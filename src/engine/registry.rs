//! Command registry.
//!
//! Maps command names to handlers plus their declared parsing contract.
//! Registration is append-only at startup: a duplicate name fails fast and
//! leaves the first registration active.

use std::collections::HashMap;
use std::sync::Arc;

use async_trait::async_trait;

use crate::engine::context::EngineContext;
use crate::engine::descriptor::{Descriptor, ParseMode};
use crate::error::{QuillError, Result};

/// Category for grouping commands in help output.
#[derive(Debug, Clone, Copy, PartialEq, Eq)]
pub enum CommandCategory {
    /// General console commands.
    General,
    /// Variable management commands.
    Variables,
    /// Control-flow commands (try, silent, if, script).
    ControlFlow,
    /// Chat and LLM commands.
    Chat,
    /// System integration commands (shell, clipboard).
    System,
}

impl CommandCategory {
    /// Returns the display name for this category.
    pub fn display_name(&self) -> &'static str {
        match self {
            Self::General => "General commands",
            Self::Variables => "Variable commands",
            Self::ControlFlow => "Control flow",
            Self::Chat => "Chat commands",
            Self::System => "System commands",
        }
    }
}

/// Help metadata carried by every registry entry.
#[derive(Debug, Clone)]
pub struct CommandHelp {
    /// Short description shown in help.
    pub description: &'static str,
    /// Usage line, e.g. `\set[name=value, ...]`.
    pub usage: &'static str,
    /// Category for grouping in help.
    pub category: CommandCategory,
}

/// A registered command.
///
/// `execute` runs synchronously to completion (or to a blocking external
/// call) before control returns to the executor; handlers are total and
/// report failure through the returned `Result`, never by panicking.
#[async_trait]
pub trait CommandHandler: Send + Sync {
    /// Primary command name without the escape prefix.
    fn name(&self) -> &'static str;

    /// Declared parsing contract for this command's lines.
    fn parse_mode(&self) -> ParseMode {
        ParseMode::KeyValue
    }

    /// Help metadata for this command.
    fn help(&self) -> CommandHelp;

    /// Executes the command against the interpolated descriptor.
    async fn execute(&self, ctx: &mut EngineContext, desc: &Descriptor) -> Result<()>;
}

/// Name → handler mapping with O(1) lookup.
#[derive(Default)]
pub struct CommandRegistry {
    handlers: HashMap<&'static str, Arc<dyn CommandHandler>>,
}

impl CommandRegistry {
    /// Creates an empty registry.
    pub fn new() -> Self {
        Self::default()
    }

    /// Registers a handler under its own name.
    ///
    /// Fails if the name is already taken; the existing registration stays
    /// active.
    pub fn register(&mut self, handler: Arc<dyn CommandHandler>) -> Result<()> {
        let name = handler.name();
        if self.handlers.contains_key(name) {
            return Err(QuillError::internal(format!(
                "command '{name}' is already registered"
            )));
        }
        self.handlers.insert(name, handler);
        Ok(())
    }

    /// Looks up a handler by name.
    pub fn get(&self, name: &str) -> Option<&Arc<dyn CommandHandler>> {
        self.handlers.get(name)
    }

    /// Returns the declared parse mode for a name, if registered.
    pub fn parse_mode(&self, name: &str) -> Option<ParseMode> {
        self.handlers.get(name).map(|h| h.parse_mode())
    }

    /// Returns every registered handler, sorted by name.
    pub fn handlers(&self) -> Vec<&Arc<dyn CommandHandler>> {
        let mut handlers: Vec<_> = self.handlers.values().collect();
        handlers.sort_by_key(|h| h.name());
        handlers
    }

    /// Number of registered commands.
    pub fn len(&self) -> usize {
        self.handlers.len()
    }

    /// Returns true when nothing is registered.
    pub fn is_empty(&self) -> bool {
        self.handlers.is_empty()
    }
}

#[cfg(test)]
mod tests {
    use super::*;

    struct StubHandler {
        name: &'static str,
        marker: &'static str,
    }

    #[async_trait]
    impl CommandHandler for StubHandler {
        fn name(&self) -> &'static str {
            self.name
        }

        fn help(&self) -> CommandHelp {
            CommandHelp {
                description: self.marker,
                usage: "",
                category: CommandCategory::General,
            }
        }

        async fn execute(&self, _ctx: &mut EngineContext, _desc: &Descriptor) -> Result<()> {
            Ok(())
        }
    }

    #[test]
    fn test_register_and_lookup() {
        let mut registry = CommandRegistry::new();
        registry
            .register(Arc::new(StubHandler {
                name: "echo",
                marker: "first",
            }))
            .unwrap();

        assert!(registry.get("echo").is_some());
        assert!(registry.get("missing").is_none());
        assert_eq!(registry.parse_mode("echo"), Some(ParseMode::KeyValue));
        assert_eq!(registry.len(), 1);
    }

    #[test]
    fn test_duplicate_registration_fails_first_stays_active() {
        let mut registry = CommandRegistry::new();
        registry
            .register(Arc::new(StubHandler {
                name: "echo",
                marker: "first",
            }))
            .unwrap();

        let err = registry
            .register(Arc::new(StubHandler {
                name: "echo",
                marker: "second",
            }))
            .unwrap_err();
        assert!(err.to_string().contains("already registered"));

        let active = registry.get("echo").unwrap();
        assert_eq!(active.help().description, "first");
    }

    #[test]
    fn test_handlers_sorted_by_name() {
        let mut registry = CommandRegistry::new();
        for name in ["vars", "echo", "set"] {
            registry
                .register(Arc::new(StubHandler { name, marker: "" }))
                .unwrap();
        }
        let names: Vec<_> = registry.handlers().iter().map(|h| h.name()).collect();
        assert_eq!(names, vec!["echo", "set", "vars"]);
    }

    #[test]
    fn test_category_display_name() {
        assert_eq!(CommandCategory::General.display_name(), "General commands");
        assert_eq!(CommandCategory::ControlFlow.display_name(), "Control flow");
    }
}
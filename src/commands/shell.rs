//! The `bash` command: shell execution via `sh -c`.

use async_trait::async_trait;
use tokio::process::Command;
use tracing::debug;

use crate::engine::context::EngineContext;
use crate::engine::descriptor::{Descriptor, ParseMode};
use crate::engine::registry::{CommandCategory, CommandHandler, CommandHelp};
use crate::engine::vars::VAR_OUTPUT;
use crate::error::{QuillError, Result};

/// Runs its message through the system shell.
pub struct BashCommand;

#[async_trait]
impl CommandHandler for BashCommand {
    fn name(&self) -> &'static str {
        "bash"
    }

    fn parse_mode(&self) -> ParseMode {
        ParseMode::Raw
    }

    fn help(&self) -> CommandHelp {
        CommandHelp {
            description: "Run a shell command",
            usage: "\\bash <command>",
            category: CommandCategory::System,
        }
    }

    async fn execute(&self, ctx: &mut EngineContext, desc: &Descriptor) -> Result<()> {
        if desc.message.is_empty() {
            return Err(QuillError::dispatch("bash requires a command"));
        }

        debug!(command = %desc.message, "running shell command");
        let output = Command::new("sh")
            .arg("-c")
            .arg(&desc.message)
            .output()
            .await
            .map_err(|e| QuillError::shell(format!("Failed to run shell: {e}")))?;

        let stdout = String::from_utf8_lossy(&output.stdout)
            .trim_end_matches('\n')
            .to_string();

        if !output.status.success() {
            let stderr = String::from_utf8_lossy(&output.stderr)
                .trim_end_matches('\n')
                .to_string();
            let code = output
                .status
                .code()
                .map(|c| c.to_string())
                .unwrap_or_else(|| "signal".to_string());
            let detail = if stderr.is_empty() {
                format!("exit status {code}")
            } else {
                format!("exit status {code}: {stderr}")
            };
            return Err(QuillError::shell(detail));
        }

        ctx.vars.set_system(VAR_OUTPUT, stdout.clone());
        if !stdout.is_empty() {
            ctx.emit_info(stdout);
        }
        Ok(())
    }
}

# # # # #

**Assignment**.
Copy all of the data above, character for character.

**Your response**.
filename src/engine/registry.rs
//! Command registry.
//!
//! Maps command names to handlers plus their declared parsing contract.
//! Registration is append-only at startup: a duplicate name fails fast and
//! leaves the first registration active.

use std::collections::HashMap;
use std::sync::Arc;

use async_trait::async_trait;

use crate::engine::context::EngineContext;
use crate::engine::descriptor::{Descriptor, ParseMode};
use crate::error::{QuillError, Result};

/// Category for grouping commands in help output.
#[derive(Debug, Clone, Copy, PartialEq, Eq)]
pub enum CommandCategory {
    /// General console commands.
    General,
    /// Variable management commands.
    Variables,
    /// Control-flow commands (try, silent, if, script).
    ControlFlow,
    /// Chat and LLM commands.
    Chat,
    /// System integration commands (shell, clipboard).
    System,
}

impl CommandCategory {
    /// Returns the display name for this category.
    pub fn display_name(&self) -> &'static str {
        match self {
            Self::General => "General commands",
            Self::Variables => "Variable commands",
            Self::ControlFlow => "Control flow",
            Self::Chat => "Chat commands",
            Self::System => "System commands",
        }
    }
}

/// Help metadata carried by every registry entry.
#[derive(Debug, Clone)]
pub struct CommandHelp {
    /// Short description shown in help.
    pub description: &'static str,
    /// Usage line, e.g. `\set[name=value, ...]`.
    pub usage: &'static str,
    /// Category for grouping in help.
    pub category: CommandCategory,
}

/// A registered command.
///
/// `execute` runs synchronously to completion (or to a blocking external
/// call) before control returns to the executor; handlers are total and
/// report failure through the returned `Result`, never by panicking.
#[async_trait]
pub trait CommandHandler: Send + Sync {
    /// Primary command name without the escape prefix.
    fn name(&self) -> &'static str;

    /// Declared parsing contract for this command's lines.
    fn parse_mode(&self) -> ParseMode {
        ParseMode::KeyValue
    }

    /// Help metadata for this command.
    fn help(&self) -> CommandHelp;

    /// Executes the command against the interpolated descriptor.
    async fn execute(&self, ctx: &mut EngineContext, desc: &Descriptor) -> Result<()>;
}

/// Name → handler mapping with O(1) lookup.
#[derive(Default)]
pub struct CommandRegistry {
    handlers: HashMap<&'static str, Arc<dyn CommandHandler>>,
}

impl CommandRegistry {
    /// Creates an empty registry.
    pub fn new() -> Self {
        Self::default()
    }

    /// Registers a handler under its own name.
    ///
    /// Fails if the name is already taken; the existing registration stays
    /// active.
    pub fn register(&mut self, handler: Arc<dyn CommandHandler>) -> Result<()> {
        let name = handler.name();
        if self.handlers.contains_key(name) {
            return Err(QuillError::internal(format!(
                "command '{name}' is already registered"
            )));
        }
        self.handlers.insert(name, handler);
        Ok(())
    }

    /// Looks up a handler by name.
    pub fn get(&self, name: &str) -> Option<&Arc<dyn CommandHandler>> {
        self.handlers.get(name)
    }

    /// Returns the declared parse mode for a name, if registered.
    pub fn parse_mode(&self, name: &str) -> Option<ParseMode> {
        self.handlers.get(name).map(|h| h.parse_mode())
    }

    /// Returns every registered handler, sorted by name.
    pub fn handlers(&self) -> Vec<&Arc<dyn CommandHandler>> {
        let mut handlers: Vec<_> = self.handlers.values().collect();
        handlers.sort_by_key(|h| h.name());
        handlers
    }

    /// Number of registered commands.
    pub fn len(&self) -> usize {
        self.handlers.len()
    }

    /// Returns true when nothing is registered.
    pub fn is_empty(&self) -> bool {
        self.handlers.is_empty()
    }
}

#[cfg(test)]
mod tests {
    use super::*;

    struct StubHandler {
        name: &'static str,
        marker: &'static str,
    }

    #[async_trait]
    impl CommandHandler for StubHandler {
        fn name(&self) -> &'static str {
            self.name
        }

        fn help(&self) -> CommandHelp {
            CommandHelp {
                description: self.marker,
                usage: "",
                category: CommandCategory::General,
            }
        }

        async fn execute(&self, _ctx: &mut EngineContext, _desc: &Descriptor) -> Result<()> {
            Ok(())
        }
    }

    #[test]
    fn test_register_and_lookup() {
        let mut registry = CommandRegistry::new();
        registry
            .register(Arc::new(StubHandler {
                name: "echo",
                marker: "first",
            }))
            .unwrap();

        assert!(registry.get("echo").is_some());
        assert!(registry.get("missing").is_none());
        assert_eq!(registry.parse_mode("echo"), Some(ParseMode::KeyValue));
        assert_eq!(registry.len(), 1);
    }

    #[test]
    fn test_duplicate_registration_fails_first_stays_active() {
        let mut registry = CommandRegistry::new();
        registry
            .register(Arc::new(StubHandler {
                name: "echo",
                marker: "first",
            }))
            .unwrap();

        let err = registry
            .register(Arc::new(StubHandler {
                name: "echo",
                marker: "second",
            }))
            .unwrap_err();
        assert!(err.to_string().contains("already registered"));

        let active = registry.get("echo").unwrap();
        assert_eq!(active.help().description, "first");
    }

    #[test]
    fn test_handlers_sorted_by_name() {
        let mut registry = CommandRegistry::new();
        for name in ["vars", "echo", "set"] {
            registry
                .register(Arc::new(StubHandler { name, marker: "" }))
                .unwrap();
        }
        let names: Vec<_> = registry.handlers().iter().map(|h| h.name()).collect();
        assert_eq!(names, vec!["echo", "set", "vars"]);
    }

    #[test]
    fn test_category_display_name() {
        assert_eq!(CommandCategory::General.display_name(), "General commands");
        assert_eq!(CommandCategory::ControlFlow.display_name(), "Control flow");
    }
}
filename src/commands/shell.rs
//! The `bash` command: shell execution via `sh -c`.

use async_trait::async_trait;
use tokio::process::Command;
use tracing::debug;

use crate::engine::context::EngineContext;
use crate::engine::descriptor::{Descriptor, ParseMode};
use crate::engine::registry::{CommandCategory, CommandHandler, CommandHelp};
use crate::engine::vars::VAR_OUTPUT;
use crate::error::{QuillError, Result};

/// Runs its message through the system shell.
pub struct BashCommand;

#[async_trait]
impl CommandHandler for BashCommand {
    fn name(&self) -> &'static str {
        "bash"
    }

    fn parse_mode(&self) -> ParseMode {
        ParseMode::Raw
    }

    fn help(&self) -> CommandHelp {
        CommandHelp {
            description: "Run a shell command",
            usage: "\\bash <command>",
            category: CommandCategory::System,
        }
    }

    async fn execute(&self, ctx: &mut EngineContext, desc: &Descriptor) -> Result<()> {
        if desc.message.is_empty() {
            return Err(QuillError::dispatch("bash requires a command"));
        }

        debug!(command = %desc.message, "running shell command");
        let output = Command::new("sh")
            .arg("-c")
            .arg(&desc.message)
            .output()
            .await
            .map_err(|e| QuillError::shell(format!("Failed to run shell: {e}")))?;

        let stdout = String::from_utf8_lossy(&output.stdout)
            .trim_end_matches('\n')
            .to_string();

        if !output.status.success() {
            let stderr = String::from_utf8_lossy(&output.stderr)
                .trim_end_matches('\n')
                .to_string();
            let code = output
                .status
                .code()
                .map(|c| c.to_string())
                .unwrap_or_else(|| "signal".to_string());
            let detail = if stderr.is_empty() {
                format!("exit status {code}")
            } else {
                format!("exit status {code}: {stderr}")
            };
            return Err(QuillError::shell(detail));
        }

        ctx.vars.set_system(VAR_OUTPUT, stdout.clone());
        if !stdout.is_empty() {
            ctx.emit_info(stdout);
        }
        Ok(())
    }
}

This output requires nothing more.